→ **Information provided**:
BEGIN

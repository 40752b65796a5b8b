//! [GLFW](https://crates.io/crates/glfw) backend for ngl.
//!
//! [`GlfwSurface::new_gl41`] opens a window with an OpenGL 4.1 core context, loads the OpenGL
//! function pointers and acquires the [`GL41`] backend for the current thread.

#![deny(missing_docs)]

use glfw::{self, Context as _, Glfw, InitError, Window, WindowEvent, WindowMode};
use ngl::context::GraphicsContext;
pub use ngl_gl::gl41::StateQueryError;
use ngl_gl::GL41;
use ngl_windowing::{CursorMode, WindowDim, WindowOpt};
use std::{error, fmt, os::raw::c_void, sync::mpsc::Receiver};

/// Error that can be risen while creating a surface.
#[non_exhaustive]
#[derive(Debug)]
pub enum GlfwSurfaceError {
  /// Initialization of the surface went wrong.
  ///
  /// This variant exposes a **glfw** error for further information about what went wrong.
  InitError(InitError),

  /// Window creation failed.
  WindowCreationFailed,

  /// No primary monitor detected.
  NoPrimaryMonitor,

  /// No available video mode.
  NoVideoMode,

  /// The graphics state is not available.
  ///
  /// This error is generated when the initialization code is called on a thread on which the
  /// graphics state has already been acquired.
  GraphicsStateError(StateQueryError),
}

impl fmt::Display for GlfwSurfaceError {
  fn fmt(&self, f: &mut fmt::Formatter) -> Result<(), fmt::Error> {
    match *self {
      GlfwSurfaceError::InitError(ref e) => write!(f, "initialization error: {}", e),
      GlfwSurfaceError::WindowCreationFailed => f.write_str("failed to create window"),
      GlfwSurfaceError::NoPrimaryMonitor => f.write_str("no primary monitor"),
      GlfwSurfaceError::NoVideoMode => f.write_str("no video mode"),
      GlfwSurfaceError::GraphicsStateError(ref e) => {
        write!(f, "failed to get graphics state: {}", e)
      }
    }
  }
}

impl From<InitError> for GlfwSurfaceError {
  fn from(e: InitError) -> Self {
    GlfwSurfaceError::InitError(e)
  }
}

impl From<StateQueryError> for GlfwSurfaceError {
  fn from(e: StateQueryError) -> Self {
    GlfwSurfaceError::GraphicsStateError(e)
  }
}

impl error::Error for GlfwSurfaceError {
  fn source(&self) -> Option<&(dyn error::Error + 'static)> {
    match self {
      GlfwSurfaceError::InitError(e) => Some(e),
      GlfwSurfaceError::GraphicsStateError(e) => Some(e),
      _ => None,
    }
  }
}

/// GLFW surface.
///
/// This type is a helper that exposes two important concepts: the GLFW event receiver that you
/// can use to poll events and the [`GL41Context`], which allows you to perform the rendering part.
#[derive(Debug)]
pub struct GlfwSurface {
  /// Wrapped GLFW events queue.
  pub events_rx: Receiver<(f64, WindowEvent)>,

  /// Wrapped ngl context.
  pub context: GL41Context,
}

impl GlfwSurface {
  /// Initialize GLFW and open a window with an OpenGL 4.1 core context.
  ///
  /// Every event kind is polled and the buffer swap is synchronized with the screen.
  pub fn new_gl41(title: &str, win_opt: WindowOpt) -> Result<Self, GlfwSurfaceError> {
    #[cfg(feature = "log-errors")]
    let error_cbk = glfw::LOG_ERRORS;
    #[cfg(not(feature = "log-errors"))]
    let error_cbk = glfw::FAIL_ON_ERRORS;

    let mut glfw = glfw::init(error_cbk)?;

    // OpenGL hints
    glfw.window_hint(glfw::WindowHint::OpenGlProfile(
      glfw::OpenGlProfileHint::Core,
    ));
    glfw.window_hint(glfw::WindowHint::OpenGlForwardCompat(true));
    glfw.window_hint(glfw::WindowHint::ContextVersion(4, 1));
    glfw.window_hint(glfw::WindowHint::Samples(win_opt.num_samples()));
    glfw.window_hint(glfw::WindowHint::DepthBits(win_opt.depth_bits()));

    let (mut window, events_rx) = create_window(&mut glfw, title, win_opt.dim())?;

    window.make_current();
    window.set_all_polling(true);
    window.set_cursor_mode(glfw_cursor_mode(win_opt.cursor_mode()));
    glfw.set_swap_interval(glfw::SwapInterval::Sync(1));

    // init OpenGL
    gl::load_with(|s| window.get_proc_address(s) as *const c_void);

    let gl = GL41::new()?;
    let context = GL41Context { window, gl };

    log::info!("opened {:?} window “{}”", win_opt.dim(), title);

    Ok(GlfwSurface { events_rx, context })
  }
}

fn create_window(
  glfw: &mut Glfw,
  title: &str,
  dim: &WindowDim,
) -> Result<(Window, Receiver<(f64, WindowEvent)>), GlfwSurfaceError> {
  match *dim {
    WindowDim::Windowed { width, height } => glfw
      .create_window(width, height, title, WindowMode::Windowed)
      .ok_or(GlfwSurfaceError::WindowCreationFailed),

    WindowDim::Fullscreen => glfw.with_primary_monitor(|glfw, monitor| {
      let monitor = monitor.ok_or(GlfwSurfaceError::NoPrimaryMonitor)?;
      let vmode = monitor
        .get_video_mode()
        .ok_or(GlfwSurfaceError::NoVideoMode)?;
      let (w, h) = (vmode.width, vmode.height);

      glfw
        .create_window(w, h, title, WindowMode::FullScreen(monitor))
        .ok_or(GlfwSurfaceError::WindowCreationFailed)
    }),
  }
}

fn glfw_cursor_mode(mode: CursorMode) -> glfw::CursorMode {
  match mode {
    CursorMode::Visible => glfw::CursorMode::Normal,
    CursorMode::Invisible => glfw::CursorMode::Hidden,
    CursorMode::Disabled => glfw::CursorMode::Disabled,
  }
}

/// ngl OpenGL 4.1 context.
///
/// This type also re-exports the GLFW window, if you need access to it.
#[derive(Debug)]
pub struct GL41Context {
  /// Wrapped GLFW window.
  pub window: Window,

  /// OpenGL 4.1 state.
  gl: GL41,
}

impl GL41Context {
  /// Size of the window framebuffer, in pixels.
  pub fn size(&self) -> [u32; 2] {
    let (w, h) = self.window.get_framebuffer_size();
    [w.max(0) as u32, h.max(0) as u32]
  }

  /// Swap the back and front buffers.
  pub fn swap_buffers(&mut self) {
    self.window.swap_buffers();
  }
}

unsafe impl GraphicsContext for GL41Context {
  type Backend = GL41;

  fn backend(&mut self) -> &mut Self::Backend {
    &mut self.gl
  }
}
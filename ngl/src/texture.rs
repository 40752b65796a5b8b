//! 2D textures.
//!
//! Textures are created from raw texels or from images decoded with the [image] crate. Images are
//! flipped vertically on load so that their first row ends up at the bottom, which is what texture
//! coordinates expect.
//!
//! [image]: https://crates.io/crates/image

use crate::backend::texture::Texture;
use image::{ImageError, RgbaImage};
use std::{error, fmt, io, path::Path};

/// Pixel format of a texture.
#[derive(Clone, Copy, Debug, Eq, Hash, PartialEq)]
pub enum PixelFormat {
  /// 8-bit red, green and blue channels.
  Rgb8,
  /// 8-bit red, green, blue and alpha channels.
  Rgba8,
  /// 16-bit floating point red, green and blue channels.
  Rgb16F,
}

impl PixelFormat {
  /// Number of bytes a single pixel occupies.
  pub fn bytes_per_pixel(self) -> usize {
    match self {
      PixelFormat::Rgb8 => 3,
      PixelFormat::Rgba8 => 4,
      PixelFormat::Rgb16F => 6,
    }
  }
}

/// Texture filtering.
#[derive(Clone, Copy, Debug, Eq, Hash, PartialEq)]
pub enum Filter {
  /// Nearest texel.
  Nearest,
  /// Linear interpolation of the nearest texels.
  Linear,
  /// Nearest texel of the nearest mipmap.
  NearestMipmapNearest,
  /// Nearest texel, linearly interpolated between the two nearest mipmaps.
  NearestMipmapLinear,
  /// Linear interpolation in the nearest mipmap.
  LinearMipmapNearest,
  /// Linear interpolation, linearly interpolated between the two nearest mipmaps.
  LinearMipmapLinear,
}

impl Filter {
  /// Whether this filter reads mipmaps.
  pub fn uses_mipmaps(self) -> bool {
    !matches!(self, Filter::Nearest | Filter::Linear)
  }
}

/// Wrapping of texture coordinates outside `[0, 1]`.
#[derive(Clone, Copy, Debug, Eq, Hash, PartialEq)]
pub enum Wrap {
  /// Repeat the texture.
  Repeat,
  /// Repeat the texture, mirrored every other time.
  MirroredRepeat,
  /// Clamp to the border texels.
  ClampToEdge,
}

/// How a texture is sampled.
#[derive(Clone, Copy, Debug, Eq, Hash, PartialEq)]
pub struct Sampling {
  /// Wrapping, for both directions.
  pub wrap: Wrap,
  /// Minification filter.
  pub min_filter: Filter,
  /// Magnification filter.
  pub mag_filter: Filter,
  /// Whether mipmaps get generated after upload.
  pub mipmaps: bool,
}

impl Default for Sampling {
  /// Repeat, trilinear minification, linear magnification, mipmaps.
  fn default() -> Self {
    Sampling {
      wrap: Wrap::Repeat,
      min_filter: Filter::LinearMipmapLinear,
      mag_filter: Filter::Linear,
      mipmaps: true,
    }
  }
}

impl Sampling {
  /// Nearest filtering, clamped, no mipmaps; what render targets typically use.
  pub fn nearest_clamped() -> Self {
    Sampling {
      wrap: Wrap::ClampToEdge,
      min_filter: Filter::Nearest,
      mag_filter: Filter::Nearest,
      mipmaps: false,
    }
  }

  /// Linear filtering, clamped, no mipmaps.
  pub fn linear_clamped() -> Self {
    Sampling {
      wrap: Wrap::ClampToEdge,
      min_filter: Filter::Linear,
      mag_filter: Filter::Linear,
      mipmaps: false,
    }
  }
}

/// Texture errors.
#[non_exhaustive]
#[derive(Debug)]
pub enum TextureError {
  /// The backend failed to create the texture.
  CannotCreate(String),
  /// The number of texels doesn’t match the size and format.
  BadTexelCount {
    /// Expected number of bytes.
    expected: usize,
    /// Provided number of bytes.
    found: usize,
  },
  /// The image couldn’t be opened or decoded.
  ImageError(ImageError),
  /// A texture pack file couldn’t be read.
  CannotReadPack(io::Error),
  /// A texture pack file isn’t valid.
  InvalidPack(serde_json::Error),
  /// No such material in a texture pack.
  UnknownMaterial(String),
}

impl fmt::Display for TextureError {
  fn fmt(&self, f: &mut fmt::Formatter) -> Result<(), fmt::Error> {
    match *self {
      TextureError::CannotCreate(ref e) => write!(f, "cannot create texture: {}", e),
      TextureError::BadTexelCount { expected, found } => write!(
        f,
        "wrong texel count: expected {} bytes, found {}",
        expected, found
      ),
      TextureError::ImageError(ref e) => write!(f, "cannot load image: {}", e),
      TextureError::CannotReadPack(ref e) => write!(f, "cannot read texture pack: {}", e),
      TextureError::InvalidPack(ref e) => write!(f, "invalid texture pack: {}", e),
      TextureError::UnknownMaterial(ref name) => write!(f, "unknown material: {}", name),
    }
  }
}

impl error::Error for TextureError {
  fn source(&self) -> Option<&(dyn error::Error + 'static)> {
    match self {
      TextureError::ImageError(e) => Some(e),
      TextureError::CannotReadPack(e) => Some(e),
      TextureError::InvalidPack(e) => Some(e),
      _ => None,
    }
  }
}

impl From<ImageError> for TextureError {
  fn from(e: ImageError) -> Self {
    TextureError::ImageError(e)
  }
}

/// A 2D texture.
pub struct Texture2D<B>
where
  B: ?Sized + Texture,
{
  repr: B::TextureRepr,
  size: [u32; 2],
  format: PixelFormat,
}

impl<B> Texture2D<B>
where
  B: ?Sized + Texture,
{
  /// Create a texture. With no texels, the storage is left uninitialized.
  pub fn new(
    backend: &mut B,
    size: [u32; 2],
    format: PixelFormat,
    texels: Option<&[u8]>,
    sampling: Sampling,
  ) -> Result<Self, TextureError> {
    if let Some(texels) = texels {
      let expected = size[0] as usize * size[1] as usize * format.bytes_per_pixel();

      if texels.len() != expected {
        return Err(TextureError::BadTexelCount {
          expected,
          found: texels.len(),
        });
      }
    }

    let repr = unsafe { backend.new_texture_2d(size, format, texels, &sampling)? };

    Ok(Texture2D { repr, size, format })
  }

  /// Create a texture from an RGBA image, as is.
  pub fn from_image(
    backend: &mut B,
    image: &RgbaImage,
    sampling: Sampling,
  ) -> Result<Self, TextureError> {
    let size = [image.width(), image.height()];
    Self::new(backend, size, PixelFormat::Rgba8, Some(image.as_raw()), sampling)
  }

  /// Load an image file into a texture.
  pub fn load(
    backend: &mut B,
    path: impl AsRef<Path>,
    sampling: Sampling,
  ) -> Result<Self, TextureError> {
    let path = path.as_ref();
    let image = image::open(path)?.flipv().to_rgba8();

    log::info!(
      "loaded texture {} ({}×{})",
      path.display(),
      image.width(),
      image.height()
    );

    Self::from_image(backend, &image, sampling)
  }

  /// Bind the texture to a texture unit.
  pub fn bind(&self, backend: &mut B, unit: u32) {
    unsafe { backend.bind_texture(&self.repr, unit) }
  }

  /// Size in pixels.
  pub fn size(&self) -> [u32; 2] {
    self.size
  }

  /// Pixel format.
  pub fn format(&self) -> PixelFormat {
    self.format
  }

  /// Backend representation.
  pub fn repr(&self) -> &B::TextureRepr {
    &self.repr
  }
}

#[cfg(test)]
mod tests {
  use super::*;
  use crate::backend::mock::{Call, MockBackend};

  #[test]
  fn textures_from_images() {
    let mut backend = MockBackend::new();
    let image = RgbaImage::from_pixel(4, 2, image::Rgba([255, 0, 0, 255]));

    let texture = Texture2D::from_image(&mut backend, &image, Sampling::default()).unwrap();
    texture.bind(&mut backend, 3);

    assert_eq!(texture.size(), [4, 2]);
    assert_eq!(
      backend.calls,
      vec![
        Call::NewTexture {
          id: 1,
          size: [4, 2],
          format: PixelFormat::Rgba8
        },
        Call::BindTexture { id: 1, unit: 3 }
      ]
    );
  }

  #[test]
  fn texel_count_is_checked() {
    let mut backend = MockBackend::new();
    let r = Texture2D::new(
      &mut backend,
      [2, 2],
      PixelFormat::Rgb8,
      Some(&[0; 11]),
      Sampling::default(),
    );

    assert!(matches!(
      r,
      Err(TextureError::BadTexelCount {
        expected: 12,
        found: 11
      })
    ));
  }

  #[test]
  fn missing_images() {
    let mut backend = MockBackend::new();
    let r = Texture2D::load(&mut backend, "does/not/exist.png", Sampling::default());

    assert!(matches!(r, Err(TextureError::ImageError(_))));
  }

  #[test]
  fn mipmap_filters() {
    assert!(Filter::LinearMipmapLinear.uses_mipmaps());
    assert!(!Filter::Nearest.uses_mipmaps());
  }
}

END

→ **Goal of the exercise**:
Select, from the listing, all lines that include the word "unit".

→ **Reply to the exercise**:
  /// Bind the texture to a texture unit.
  pub fn bind(&self, backend: &mut B, unit: u32) {
    unsafe { backend.bind_texture(&self.repr, unit) }
        Call::BindTexture { id: 1, unit: 3 }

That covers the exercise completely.